* WHAT YOU ARE ASKED TO DO *
Each line of the data below that carries the word "tests" needs to be copied.

* RECORDS SUPPLIED *
//! Monotonic nanosecond clock consumed by the tracker.
//!
//! The tracker treats timestamp `0` as *never accessed*, so a conforming
//! clock must never return 0.

use std::{
    sync::atomic::{AtomicU64, Ordering},
    time::{Duration, Instant},
};

/// A monotonic nanosecond time source.
pub trait Clock: Send + Sync + 'static {
    /// Current time in nanoseconds. Must be monotonic and never 0.
    fn now_ns(&self) -> u64;
}

/// Production clock: nanoseconds elapsed since the clock was created.
#[derive(Debug)]
pub struct MonotonicClock {
    origin: Instant,
}

impl MonotonicClock {
    pub fn new() -> Self {
        Self {
            origin: Instant::now(),
        }
    }
}

impl Default for MonotonicClock {
    fn default() -> Self {
        Self::new()
    }
}

impl Clock for MonotonicClock {
    fn now_ns(&self) -> u64 {
        // 0 is reserved as the "never accessed" sentinel
        (self.origin.elapsed().as_nanos() as u64).max(1)
    }
}

/// Deterministic clock for tests and simulations.
///
/// Starts at the given nanosecond value and only moves when told to.
#[derive(Debug)]
pub struct ManualClock {
    now_ns: AtomicU64,
}

impl ManualClock {
    pub fn new(start_ns: u64) -> Self {
        Self {
            now_ns: AtomicU64::new(start_ns.max(1)),
        }
    }

    /// Advances the clock by the given duration.
    pub fn advance(&self, by: Duration) {
        self.now_ns
            .fetch_add(by.as_nanos() as u64, Ordering::Relaxed);
    }

    /// Advances the clock by raw nanoseconds.
    pub fn advance_ns(&self, ns: u64) {
        self.now_ns.fetch_add(ns, Ordering::Relaxed);
    }
}

impl Clock for ManualClock {
    fn now_ns(&self) -> u64 {
        self.now_ns.load(Ordering::Relaxed)
    }
}

#[cfg(test)]
mod tests {
    use super::*;

    #[test]
    fn test_monotonic_clock_never_returns_zero() {
        let clock = MonotonicClock::new();
        assert!(clock.now_ns() >= 1);
    }

    #[test]
    fn test_monotonic_clock_advances() {
        let clock = MonotonicClock::new();
        let a = clock.now_ns();
        std::thread::sleep(Duration::from_millis(2));
        let b = clock.now_ns();
        assert!(b > a);
    }

    #[test]
    fn test_manual_clock_only_moves_when_told() {
        let clock = ManualClock::new(1_000);
        assert_eq!(clock.now_ns(), 1_000);
        assert_eq!(clock.now_ns(), 1_000);

        clock.advance(Duration::from_secs(1));
        assert_eq!(clock.now_ns(), 1_000_001_000);

        clock.advance_ns(5);
        assert_eq!(clock.now_ns(), 1_000_001_005);
    }

    #[test]
    fn test_manual_clock_floors_start_at_one() {
        let clock = ManualClock::new(0);
        assert_eq!(clock.now_ns(), 1);
    }
}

* OUTPUT BELOW *
/// Deterministic clock for tests and simulations.
mod tests {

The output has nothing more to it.